NatureServe Network scientists were some of the first to reveal that an area in Florida little-known outside the Florida panhandle is one of the most important rare species hotspots in the country—resulting in the protection of an additional 12,000 acres.
The bluffs and ravines along the Apalachicola River have long been known as special in terms of the rare species they contain, but even experts in Florida did not fully appreciate just how special they are. Over millions of years, the river has carved into the northern Florida Highlands, creating high bluffs along the river’s eastern shore.
Certain species are found only here, including one of the rarest trees in the world—the Florida torreya (Torreya taxifolia, ranked G1 – critically imperiled ).
“Most people in Florida looked to the Lake Wales Ridge or to the Florida Keys when they thought about rare species diversity,” says Gary Knight, Director of NatureServe’s member program in Florida, the Florida Natural Areas Inventory (FNAI). “But what our work did—and the work of NatureServe and the larger network—was to put it into a relative context to be able to say, ‘this is one of the most important rare species hotspots in the country, and that was sort of eye-opening in Florida.”

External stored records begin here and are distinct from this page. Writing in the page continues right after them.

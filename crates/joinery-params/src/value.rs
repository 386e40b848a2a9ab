use std::fmt;

use indexmap::IndexMap;

use crate::Params;

/// A dynamically typed parameter value.
///
/// Overrides arrive as `Value`s (from code or from a deserialized record)
/// and are cast by the owning [`Parameter`](crate::Parameter) into the
/// declared kind before they are stored.
#[derive(Debug, Clone, PartialEq, Default)]
pub enum Value {
    /// Absent value; only accepted by nullable parameters.
    #[default]
    Null,
    /// Boolean.
    Bool(bool),
    /// Signed integer.
    Int(i64),
    /// Floating point number.
    Float(f64),
    /// UTF-8 string.
    Str(String),
    /// Ordered list of values.
    List(Vec<Value>),
    /// Uncast name → value mapping (e.g. a nested object's overrides).
    Map(IndexMap<String, Value>),
    /// A validated nested parametric object.
    Object(Box<Params>),
}

impl Value {
    /// Short type name used in error messages.
    pub fn type_name(&self) -> &'static str {
        match self {
            Value::Null => "null",
            Value::Bool(_) => "bool",
            Value::Int(_) => "int",
            Value::Float(_) => "float",
            Value::Str(_) => "string",
            Value::List(_) => "list",
            Value::Map(_) => "map",
            Value::Object(_) => "object",
        }
    }

    /// Returns true for [`Value::Null`].
    pub fn is_null(&self) -> bool {
        matches!(self, Value::Null)
    }

    /// Numeric view; integers widen to `f64`.
    pub fn as_f64(&self) -> Option<f64> {
        match self {
            Value::Float(f) => Some(*f),
            Value::Int(i) => Some(*i as f64),
            _ => None,
        }
    }

    /// Integer view.
    pub fn as_i64(&self) -> Option<i64> {
        match self {
            Value::Int(i) => Some(*i),
            _ => None,
        }
    }

    /// Boolean view.
    pub fn as_bool(&self) -> Option<bool> {
        match self {
            Value::Bool(b) => Some(*b),
            _ => None,
        }
    }

    /// String view.
    pub fn as_str(&self) -> Option<&str> {
        match self {
            Value::Str(s) => Some(s),
            _ => None,
        }
    }

    /// Nested object view.
    pub fn as_object(&self) -> Option<&Params> {
        match self {
            Value::Object(p) => Some(p),
            _ => None,
        }
    }

    /// Convert to JSON. Nested objects become their parameter maps and
    /// non-finite floats become `null`.
    pub fn to_json(&self) -> serde_json::Value {
        match self {
            Value::Null => serde_json::Value::Null,
            Value::Bool(b) => serde_json::Value::Bool(*b),
            Value::Int(i) => serde_json::Value::from(*i),
            Value::Float(f) => serde_json::Number::from_f64(*f)
                .map(serde_json::Value::Number)
                .unwrap_or(serde_json::Value::Null),
            Value::Str(s) => serde_json::Value::String(s.clone()),
            Value::List(items) => {
                serde_json::Value::Array(items.iter().map(Value::to_json).collect())
            }
            Value::Map(map) => serde_json::Value::Object(
                map.iter().map(|(k, v)| (k.clone(), v.to_json())).collect(),
            ),
            Value::Object(params) => serde_json::Value::Object(params.to_json()),
        }
    }
}

impl From<serde_json::Value> for Value {
    fn from(json: serde_json::Value) -> Self {
        match json {
            serde_json::Value::Null => Value::Null,
            serde_json::Value::Bool(b) => Value::Bool(b),
            serde_json::Value::Number(n) => match n.as_i64() {
                Some(i) => Value::Int(i),
                None => Value::Float(n.as_f64().unwrap_or(f64::NAN)),
            },
            serde_json::Value::String(s) => Value::Str(s),
            serde_json::Value::Array(items) => {
                Value::List(items.into_iter().map(Value::from).collect())
            }
            serde_json::Value::Object(map) => {
                Value::Map(map.into_iter().map(|(k, v)| (k, Value::from(v))).collect())
            }
        }
    }
}

impl From<f64> for Value {
    fn from(v: f64) -> Self {
        Value::Float(v)
    }
}

impl From<i64> for Value {
    fn from(v: i64) -> Self {
        Value::Int(v)
    }
}

impl From<i32> for Value {
    fn from(v: i32) -> Self {
        Value::Int(v.into())
    }
}

impl From<bool> for Value {
    fn from(v: bool) -> Self {
        Value::Bool(v)
    }
}

impl From<&str> for Value {
    fn from(v: &str) -> Self {
        Value::Str(v.to_string())
    }
}

impl From<String> for Value {
    fn from(v: String) -> Self {
        Value::Str(v)
    }
}

impl From<Vec<Value>> for Value {
    fn from(v: Vec<Value>) -> Self {
        Value::List(v)
    }
}

impl From<Params> for Value {
    fn from(v: Params) -> Self {
        Value::Object(Box::new(v))
    }
}

impl<T: Into<Value>> From<Option<T>> for Value {
    fn from(v: Option<T>) -> Self {
        v.map_or(Value::Null, Into::into)
    }
}

impl fmt::Display for Value {
    fn fmt(&self, f: &mut fmt::Formatter<'_>) -> fmt::Result {
        match self {
            Value::Null => f.write_str("null"),
            Value::Bool(b) => write!(f, "{b}"),
            Value::Int(i) => write!(f, "{i}"),
            Value::Float(x) => write!(f, "{x:?}"),
            Value::Str(s) => write!(f, "'{s}'"),
            Value::List(items) => {
                f.write_str("[")?;
                for (i, item) in items.iter().enumerate() {
                    if i > 0 {
                        f.write_str(", ")?;
                    }
                    write!(f, "{item}")?;
                }
                f.write_str("]")
            }
            Value::Map(map) => {
                f.write_str("{")?;
                for (i, (k, v)) in map.iter().enumerate() {
                    if i > 0 {
                        f.write_str(", ")?;
                    }
                    write!(f, "{k}: {v}")?;
                }
                f.write_str("}")
            }
            Value::Object(params) => write!(f, "{params}"),
        }
    }
}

The reveal came through a map published in Precious Heritage: The Status of Biodiversity in the United States. About halfway through the book, one map in particular stands out. This map of the United States, entitled “Hot spots of rarity and richness,” seems to be at a glance mostly white space. But then the tangle of contour lines become clear: peaks, lower ones in yellow, higher ones in red, crowd California and spread across the Appalachians.
The peaks are not geological but ecological. The authors of the chapter in which the map appeared — Stephen J. Chaplin, Ross A. Gerrard, Hal M. Watson, Lawrence L. Master, and Stephanie Flack — conducted a sophisticated analysis of data and were able to map, for the first time, those areas of the country that are hotspots of species richness and rarity.
The fact that California and the ancient Appalachians are biodiversity hotspots came as little surprise. But this hotspot in the Florida panhandle—the Apalachicola—was unexpected.
“The Apalachicola had been a conservation focus before,” Knight says. “But when people saw this map, they saw the Apalachicola relative to some of these other places, and they began to pay it much more attention.”
Because of the data developed by The NatureServe Network, particularly the Florida Natural Areas Inventory, the Apalachiocola River became a top state priority. The state’s conservation ownership in the Apalachicola Bluffs and Ravines region has grown substantially over the last 15 years and now covers almost 14,000 acres.
NatureServe data play a major role in Florida’s decisions about which land to set aside for conservation. For example, Knight’s program develops the science and the visualizations that highlight the most important places in Florida to conserve for rare species.
“These maps influence land acquisition,” Knight says. “Over time, you can see the conservation priorities move from one location to another as we see success in protecting lands across the state. The Apalachicola River area is still is one of the highest priority areas—it is such an important part of the state’s conservation landscape.”